The Perezes were one of eight families who participated in the event, during which 15 children were adopted.
District Judge Robert C. Cheshire officiated the ceremony.
Although the adoptions were finalized on Friday, all of the children had been living with their adoptive families for at least six months prior to the ceremony, and all of their adoption paperwork was started within the past year.
"The children have been waiting for a forever family for months, and this is the culmination of that time. They've waited and permanency has been achieved," said Deborah North, a CPS program director for foster and adoption.
She said Friday was also a chance for the agency to tell families of the need for more adoptive parents.
"We have a number of children who desire a family and want and deserve one."
North estimated there were about 500 children in Region 8, which includes 28 counties including Victoria, who are waiting to be adopted.
In many adoption cases, including those at Friday's ceremony, about 50 percent of the children are adopted by relatives, said North.
"Relatives are good families to adopt children because they can maintain a family connection, and in many instances, they already have a relationship with the children they are adopting," said North.
A love for their nephew is what brought the Phillip Duderstadt family to the ceremony.
"(Mark) is my nephew. I love him," said Phillip Duderstadt, 33. "It took a long time to get here, but I'm glad we did it."
Mark was equally pleased.
"I think it's great, said the 13-year-old. "I'm glad it happened today and not later."
Although the Perezes are not related to Ethan, they said the connection they felt for him mirrored the connection they felt for their biological children.
Ethan came into the Perezes' lives in March 2009 when he was 4-months-old, days after the family had returned from a vacation at Disney World.
The Perezes, who have served as foster parents to several children for the past seven years, got a call that Ethan needed a foster family.
At the time, the Perezes only had their one biological son, Caleb, who is now 4.
Caleb's older siblings, who were both born with serious medical problems, had already died, their mother said. She was advised to not have any more biological children due to her chances of another high risk pregnancy.
Ethan lived with the Perezes as their foster child from March 2009 until Nov. 2009.

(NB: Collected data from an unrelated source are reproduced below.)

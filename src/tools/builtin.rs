use super::{handler_fn, ToolDispatcher};
use crate::types::ToolDefinition;
use anyhow::{Context, Result};
use serde_json::{json, Value};

fn two_number_schema() -> Value {
    json!({
        "type": "object",
        "properties": {
            "a": { "type": "number", "description": "The first number" },
            "b": { "type": "number", "description": "The second number" }
        },
        "required": ["a", "b"]
    })
}

fn operands(args: &Value) -> Result<(f64, f64)> {
    let a = args
        .get("a")
        .and_then(Value::as_f64)
        .context("argument 'a' must be a number")?;
    let b = args
        .get("b")
        .and_then(Value::as_f64)
        .context("argument 'b' must be a number")?;
    Ok((a, b))
}

/// Integral results stay integers on the wire (`5`, not `5.0`).
fn number(value: f64) -> Value {
    const MAX_EXACT: f64 = 9_007_199_254_740_992.0;
    if value.fract() == 0.0 && value.abs() <= MAX_EXACT {
        json!(value as i64)
    } else {
        json!(value)
    }
}

fn add_numbers(args: &Value) -> Result<Value> {
    let (a, b) = operands(args)?;
    let result = a + b;
    Ok(json!({
        "operation": "addition",
        "a": number(a),
        "b": number(b),
        "result": number(result),
        "message": format!("The sum of {a} and {b} is {result}"),
    }))
}

fn multiply_numbers(args: &Value) -> Result<Value> {
    let (a, b) = operands(args)?;
    Ok(json!({
        "operation": "multiplication",
        "a": number(a),
        "b": number(b),
        "result": number(a * b),
    }))
}

fn divide_numbers(args: &Value) -> Result<Value> {
    let (a, b) = operands(args)?;
    if b == 0.0 {
        return Ok(json!({
            "operation": "division",
            "a": number(a),
            "b": number(b),
            "error": "Division by zero is not allowed",
            "result": null,
        }));
    }
    Ok(json!({
        "operation": "division",
        "a": number(a),
        "b": number(b),
        "result": number(a / b),
    }))
}

type Operation = fn(&Value) -> Result<Value>;

const BUILTINS: [(&str, &str, Operation); 3] = [
    (
        "add_numbers",
        "Add two numbers together and return the result",
        add_numbers,
    ),
    (
        "multiply_numbers",
        "Multiply two numbers together",
        multiply_numbers,
    ),
    (
        "divide_numbers",
        "Divide first number by second number",
        divide_numbers,
    ),
];

pub fn builtin_definitions() -> Vec<ToolDefinition> {
    BUILTINS
        .iter()
        .map(|(name, description, _)| ToolDefinition::function(*name, *description, two_number_schema()))
        .collect()
}

/// Install the arithmetic tools as local handlers.
pub fn register_builtin_tools(dispatcher: &ToolDispatcher) -> Result<()> {
    for (definition, (_, _, op)) in builtin_definitions().into_iter().zip(BUILTINS) {
        dispatcher.register_local(definition, handler_fn(move |args: Value| async move { op(&args) }))?;
    }
    Ok(())
}
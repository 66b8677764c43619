use super::{McpClient, Transport, TransportMode};
use crate::tools::{ToolDispatcher, ToolHandler};
use anyhow::Result;
use async_trait::async_trait;
use serde_json::Value;
use std::sync::Arc;

#[derive(Debug, Clone, PartialEq, Eq)]
pub enum McpStatus {
    Disconnected,
    Connected { transport: Transport, tools: usize },
    Error(String),
}

struct RemoteToolHandler {
    client: Arc<McpClient>,
    name: String,
}

#[async_trait]
impl ToolHandler for RemoteToolHandler {
    async fn call(&self, arguments: Value) -> Result<Value> {
        self.client.call_tool(&self.name, arguments).await
    }
}

/// Owns at most one remote tool client and keeps the dispatcher's remote
/// table in step with it.
pub struct McpToolSource {
    dispatcher: Arc<ToolDispatcher>,
    mode: TransportMode,
    client: Option<Arc<McpClient>>,
    status: McpStatus,
}

impl McpToolSource {
    pub fn new(dispatcher: Arc<ToolDispatcher>, mode: TransportMode) -> Self {
        Self {
            dispatcher,
            mode,
            client: None,
            status: McpStatus::Disconnected,
        }
    }

    pub fn status(&self) -> &McpStatus {
        &self.status
    }

    pub fn client(&self) -> Option<&Arc<McpClient>> {
        self.client.as_ref()
    }

    /// Point the source at a new server (or none). The previous client is
    /// always disconnected first; a failed connection leaves zero remote tools.
    pub async fn set_url(&mut self, url: Option<&str>) -> &McpStatus {
        self.disconnect();

        let Some(url) = url.map(str::trim).filter(|url| !url.is_empty()) else {
            return &self.status;
        };

        let client = Arc::new(McpClient::new(url, self.mode));
        match client.connect().await {
            Ok(tools) => {
                let handlers: Vec<(_, Arc<dyn ToolHandler>)> = tools
                    .into_iter()
                    .map(|definition| {
                        let handler: Arc<dyn ToolHandler> = Arc::new(RemoteToolHandler {
                            client: Arc::clone(&client),
                            name: definition.name().to_string(),
                        });
                        (definition, handler)
                    })
                    .collect();
                let count = self.dispatcher.set_remote_tools(handlers);
                self.status = McpStatus::Connected {
                    transport: client.transport().unwrap_or(Transport::StreamableHttp),
                    tools: count,
                };
                self.client = Some(client);
            }
            Err(error) => {
                self.status = McpStatus::Error(error.to_string());
            }
        }
        &self.status
    }

    pub fn disconnect(&mut self) {
        if let Some(client) = self.client.take() {
            client.disconnect();
        }
        self.dispatcher.clear_remote_tools();
        self.status = McpStatus::Disconnected;
    }
}

impl Drop for McpToolSource {
    fn drop(&mut self) {
        if let Some(client) = self.client.take() {
            client.disconnect();
        }
    }
}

After which time, Ethan's birth mother, who Pilar understood to be a teen mom, reclaimed him.
Ethan's return to his birth mother left a hole in the Perezes hearts, said Pilar.

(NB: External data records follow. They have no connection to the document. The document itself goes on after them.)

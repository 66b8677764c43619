use crate::api::{ApiClient, ModelListSource};
use crate::config::{Config, SettingsStore, SETTINGS_KEY_MODEL};
use crate::mcp::{McpStatus, McpToolSource};
use crate::state::{
    summarize_tool_result, ChatError, ConversationManager, ConversationUpdate, SendOptions,
    TurnOutcome,
};
use crate::tools::{register_builtin_tools, ToolDispatcher};
use crate::types::{Role, ToolSource};
use anyhow::Result;
use std::io::Write;
use std::sync::Arc;
use tokio::io::{AsyncBufReadExt, BufReader};
use tokio::sync::mpsc;
use tracing_subscriber::EnvFilter;

const DEFAULT_LOG_FILTER: &str = "chatloop=info";

/// One line of user input, classified.
#[derive(Debug, Clone, PartialEq, Eq)]
pub enum Command {
    Send(String),
    Clear,
    Models,
    Tools,
    Model(String),
    Mcp(Option<String>),
    Help,
    Quit,
    Unknown(String),
    Empty,
}

pub fn parse_command(line: &str) -> Command {
    let trimmed = line.trim();
    if trimmed.is_empty() {
        return Command::Empty;
    }
    let Some(rest) = trimmed.strip_prefix('/') else {
        return Command::Send(trimmed.to_string());
    };

    let (name, arg) = match rest.split_once(char::is_whitespace) {
        Some((name, arg)) => (name, arg.trim()),
        None => (rest, ""),
    };
    match name {
        "clear" => Command::Clear,
        "models" => Command::Models,
        "tools" => Command::Tools,
        "model" if !arg.is_empty() => Command::Model(arg.to_string()),
        "mcp" => Command::Mcp((!arg.is_empty() && arg != "off").then(|| arg.to_string())),
        "help" => Command::Help,
        "quit" | "exit" => Command::Quit,
        _ => Command::Unknown(trimmed.to_string()),
    }
}

/// Install the stderr subscriber. `RUST_LOG` overrides the default filter.
pub fn init_tracing() {
    let filter = EnvFilter::try_from_default_env()
        .unwrap_or_else(|_| EnvFilter::new(DEFAULT_LOG_FILTER));
    let _ = tracing_subscriber::fmt()
        .with_env_filter(filter)
        .with_writer(std::io::stderr)
        .with_target(false)
        .try_init();
}

pub struct App {
    config: Config,
    manager: Arc<ConversationManager>,
    mcp: McpToolSource,
    options: SendOptions,
}

impl App {
    pub fn new(config: Config) -> Result<Self> {
        let client = ApiClient::new(&config)?;
        let dispatcher = Arc::new(ToolDispatcher::new(config.tool_timeout()));
        register_builtin_tools(&dispatcher)?;

        let manager = ConversationManager::new(client, Arc::clone(&dispatcher))
            .with_max_tool_rounds(config.max_tool_rounds);
        let mcp = McpToolSource::new(dispatcher, config.mcp_transport);
        let mut options = SendOptions::new(config.model.clone());
        if let Some(prompt) = &config.system_prompt {
            options = options.with_system_prompt(prompt.clone());
        }

        Ok(Self {
            config,
            manager: Arc::new(manager),
            mcp,
            options,
        })
    }

    pub async fn run(&mut self) -> Result<()> {
        if let Some(url) = self.config.mcp_url.clone() {
            self.connect_mcp(Some(url)).await;
        }
        if !self.manager.client().has_api_key() {
            println!("No API key configured; set CHATLOOP_API_KEY to chat.");
        }
        println!(
            "{} ({}) - type /help for commands",
            self.config.app_title, self.options.model
        );

        let mut lines = BufReader::new(tokio::io::stdin()).lines();
        loop {
            print!("> ");
            std::io::stdout().flush()?;
            let Some(line) = lines.next_line().await? else {
                break;
            };

            match parse_command(&line) {
                Command::Empty => {}
                Command::Quit => break,
                Command::Help => print_help(),
                Command::Clear => {
                    self.manager.clear_messages();
                    println!("[conversation cleared]");
                }
                Command::Models => self.print_models().await,
                Command::Tools => self.print_tools(),
                Command::Model(model) => self.switch_model(model)?,
                Command::Mcp(url) => self.connect_mcp(url).await,
                Command::Unknown(command) => println!("Unknown command: {command}"),
                Command::Send(text) => self.send(&text).await,
            }
        }

        self.mcp.disconnect();
        Ok(())
    }

    async fn send(&self, text: &str) {
        let (tx, rx) = mpsc::unbounded_channel();
        let printer = tokio::spawn(print_updates(rx));
        let result = self.manager.send_message(text, &self.options, Some(&tx)).await;
        drop(tx);
        let _ = printer.await;

        match result {
            Ok(TurnOutcome::Completed { .. }) => {}
            Ok(TurnOutcome::RoundLimitReached { rounds }) => {
                println!("[stopped after {rounds} tool rounds without a final answer]");
            }
            Err(ChatError::Cleared) => {}
            Err(error) => println!("[error] {error}"),
        }
    }

    async fn print_models(&self) {
        let list = self.manager.client().list_models().await;
        if list.source == ModelListSource::Fallback {
            println!("(default model list)");
        }
        for model in &list.models {
            let marker = if *model == self.options.model { "*" } else { " " };
            println!("{marker} {model}");
        }
    }

    fn print_tools(&self) {
        let definitions = self.manager.dispatcher().definitions();
        if definitions.is_empty() {
            println!("No tools available.");
        }
        for definition in definitions {
            let source = match definition.source {
                ToolSource::Local => "local",
                ToolSource::Remote => "remote",
            };
            println!(
                "{} [{source}] - {}",
                definition.name(),
                definition.function.description
            );
        }
        match self.mcp.status() {
            McpStatus::Disconnected => {}
            McpStatus::Connected { transport, tools } => {
                println!("MCP: connected via {transport} ({tools} tools)")
            }
            McpStatus::Error(error) => println!("MCP: {error}"),
        }
    }

    fn switch_model(&mut self, model: String) -> Result<()> {
        let mut settings = SettingsStore::open(&self.config.settings_path)?;
        settings.set(SETTINGS_KEY_MODEL, &model)?;
        println!("Model set to {model}");
        self.options.model = model;
        Ok(())
    }

    async fn connect_mcp(&mut self, url: Option<String>) {
        match self.mcp.set_url(url.as_deref()).await {
            McpStatus::Disconnected => println!("[mcp disconnected]"),
            McpStatus::Connected { transport, tools } => {
                println!("[mcp connected via {transport}: {tools} tools]")
            }
            McpStatus::Error(error) => {
                tracing::warn!(error = %error, "remote tool server unavailable");
                println!("[mcp unavailable: {error}]");
            }
        }
    }
}

async fn print_updates(mut rx: mpsc::UnboundedReceiver<ConversationUpdate>) {
    let mut printed = 0usize;
    let mut stdout = std::io::stdout();
    while let Some(update) = rx.recv().await {
        match update {
            ConversationUpdate::ContentDelta(text) => {
                // Content arrives accumulated; print only the unseen suffix.
                if let Some(suffix) = text.get(printed..) {
                    let _ = write!(stdout, "{suffix}");
                    let _ = stdout.flush();
                }
                printed = text.len();
            }
            ConversationUpdate::ToolCalls(calls) => {
                if printed > 0 {
                    println!();
                }
                printed = 0;
                for call in calls {
                    println!("[tool] {}({})", call.function.name, call.function.arguments);
                }
            }
            ConversationUpdate::ToolResults(results) => {
                for result in &results {
                    println!("[tool] {}", summarize_tool_result(result));
                }
            }
            ConversationUpdate::Messages(messages) => {
                // Fallback replies arrive without deltas; print what streaming missed.
                if let Some(last) = messages.last().filter(|m| m.tool_calls().is_empty()) {
                    if last.role() == Role::Assistant && last.content().len() > printed {
                        if let Some(suffix) = last.content().get(printed..) {
                            let _ = write!(stdout, "{suffix}");
                        }
                        printed = last.content().len();
                    }
                }
            }
            ConversationUpdate::Status(_)
            | ConversationUpdate::ToolCallProgress(_)
            | ConversationUpdate::RoundLimitReached { .. } => {}
        }
    }
    if printed > 0 {
        println!();
    }
}

fn print_help() {
    println!("/clear           reset the conversation");
    println!("/models          list available models");
    println!("/model <id>      switch model");
    println!("/tools           list local and remote tools");
    println!("/mcp <url|off>   connect or disconnect a remote tool server");
    println!("/quit            exit");
}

"Even though we knew there was a possibility the mom would come back, you still bond with the child," she said. "Anytime a child leaves, you wonder what they are doing and if they are doing OK."
Two months after his departure, however, the Perez family got a phone call saying Ethan's mother was terminating her parental rights, and he needed a foster family once again.
"I said the only way we could take him back is if we could adopt him," the mother said.
CPS granted the family's wish, and in March the Perezes started the paperwork to adopt Ethan.
"I feel like he is a part of the family," said the father, 35. "It's kind of like closure."
So far, things have been going well for the newly finalized family.
"We wanted a brother or sister for (Caleb)," the stay-at-home mom said. "He officially got a brother today."
She added, "They get along really well. They fight together and play together."
Although Pilar and Kenneth said they consider Ethan to be their son, they said they will tell him he is adopted when he gets old enough to understand.
"It's really important that he knows his background and where he's from," his mother said. "I don't want him growing up shielded from where he came from."
The Perezes said they do plan to adopt more children, if their sons agree to it.
"I don't know how many more we will adopt. We are going to give these two a little bit more time to bond," said the boys' mother. "Once they are older, if they agree to it, then we will continue."